All You Need To Know About Healthy Hydration

Updated: Oct 8

Did you know nearly half the human body is comprised of water? The average adult is made up of 55-60% water and an infant's is nearly 75% water. Now that's a lot of water! Water plays a vital role in a variety of bodily functions, and because we lose a great deal of water through our sweat and urine, our lungs as we breathe, and our waste, it is important that we replenish those stores throughout the day and stay adequately hydrated.


Ever found yourself suddenly thirsty? While your thirst response can trigger you to drink more water, this is not always the best way to regulate water intakes. Shockingly, by the time our brain signals that thirst, we are often already experiencing slight (if not greater) dehydration, which impacts our body's ability to do its job efficiently and effectively. That is why maintaining proper hydration is such an important part of supporting our health and well-being, especially for those physically active.

Here are some of water's important jobs:

  • To support the body's ability to absorb, digest and transport nutrients

  • To create saliva

  • To help regulate body temperature

  • To support muscular energy

  • To moisturize skin (which happens to be the body's largest organ!!)

  • To support healthy kidney function

  • To support healthy digestive (aka bowel) function

  • To provide moisture to ear, nose and throat tissues

How much water is enough?

The Adequate Intake (AI) recommendations for females 19+ are 9 cups a day, for males it is 13 cups a day. While this is a great guide for the average person, it is also important to note that individual hydration needs can increase based on factors such as fluctuating temperatures, physical activity, injury, and illness.

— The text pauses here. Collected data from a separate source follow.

use std::rc::Rc;

use wasm_bindgen::JsCast;
use web_sys::{Element, HtmlElement};

use crate::dom::{self, Listener};
use crate::enhancer::Context;
use crate::error::Result;
use crate::timing::Throttle;

pub struct ScrollSpy {
    _scroll: Listener,
}

/// Position a section must have scrolled past to count as current.
pub fn threshold(scroll_y: f64, header_height: f64, offset: f64) -> f64 {
    scroll_y + header_height + offset
}

/// Last section (in document order) whose top is at or above `threshold`.
/// Assumes section offsets increase down the page.
pub fn current_section<'a>(sections: &'a [(String, f64)], threshold: f64) -> Option<&'a str> {
    sections
        .iter()
        .rev()
        .find(|(_, top)| *top <= threshold)
        .map(|(id, _)| id.as_str())
}

fn mark_active(links: &[Element], section_id: &str) {
    let href = format!("#{}", section_id);
    for link in links {
        dom::set_class(link, "active", false);
        let _ = link.remove_attribute("aria-current");
        if link.get_attribute("href").as_deref() == Some(href.as_str()) {
            dom::add_class(link, "active");
            let _ = link.set_attribute("aria-current", "page");
        }
    }
}

pub fn init(ctx: &Context) -> Result<Option<ScrollSpy>> {
    let sections: Vec<HtmlElement> = dom::query_all(&ctx.document, "section[id]")
        .into_iter()
        .filter_map(|el| el.dyn_into::<HtmlElement>().ok())
        .collect();
    let links = dom::query_all(&ctx.document, ".nav-link[href^=\"#\"]");
    if sections.is_empty() || links.is_empty() {
        return Ok(None);
    }

    let header_height = dom::header_height(&ctx.document, ctx.config.header_fallback_px);
    let offset = ctx.config.spy_offset_px;
    let window = ctx.window.clone();

    let update = Rc::new(move || {
        let tops: Vec<(String, f64)> = sections
            .iter()
            .map(|s| (s.id(), f64::from(s.offset_top())))
            .collect();
        let pos = threshold(dom::scroll_y(&window), header_height, offset);
        if let Some(id) = current_section(&tops, pos) {
            mark_active(&links, id);
        }
    });

    let throttled = {
        let update = update.clone();
        Throttle::new(ctx.config.scroll_throttle_ms, move || update())
    };
    let scroll = Listener::new(&ctx.window, "scroll", move |_| throttled.call())?;
    update();

    Ok(Some(ScrollSpy { _scroll: scroll }))
}

#[cfg(test)]
mod tests {
    use super::*;

    fn sections() -> Vec<(String, f64)> {
        vec![
            ("s1".to_string(), 0.0),
            ("s2".to_string(), 800.0),
            ("s3".to_string(), 1600.0),
        ]
    }

    #[test]
    fn picks_last_section_scrolled_past() {
        let pos = threshold(900.0, 70.0, 100.0);
        assert_eq!(current_section(&sections(), pos), Some("s2"));
    }

    #[test]
    fn top_of_page_is_first_section() {
        assert_eq!(current_section(&sections(), threshold(0.0, 70.0, 100.0)), Some("s1"));
    }

    #[test]
    fn boundary_is_inclusive() {
        assert_eq!(current_section(&sections(), 1600.0), Some("s3"));
        assert_eq!(current_section(&sections(), 1599.0), Some("s2"));
    }

    #[test]
    fn nothing_scrolled_past() {
        let below = vec![("late".to_string(), 5000.0)];
        assert_eq!(current_section(&below, 170.0), None);
    }
}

Geez, that's a lot of water!

Good news, many adults get a large percentage of water from the foods they eat. Most fruits and vegetables are a good source of water as well as some animal meats. Just another great reason to incorporate lots of fruits and veggies and lean proteins in your daily diet! And of course sipping on good old water is great too.


Not a fan of plain old water? Try adding some fresh fruit, such as a slice of lemon, lime, and/or orange. Or throw in a few berries with some fresh sliced cucumber. Not only are these natural flavor enhancers, they will add a bit of nutrient benefit to your water too. Some people enjoy flavored low and zero calorie flavor enhancers (think squeezable shots of flavor or the powders you toss in your water bottle to shake and sip), these can also be an alternative for those who don't enjoy plain water or who are active and on the go. Like anything else, just be sure to read those nutrition labels for added sugars, salt, caffeine as well as other preservatives and additives that could turn that healthy helper into an unhealthy foe.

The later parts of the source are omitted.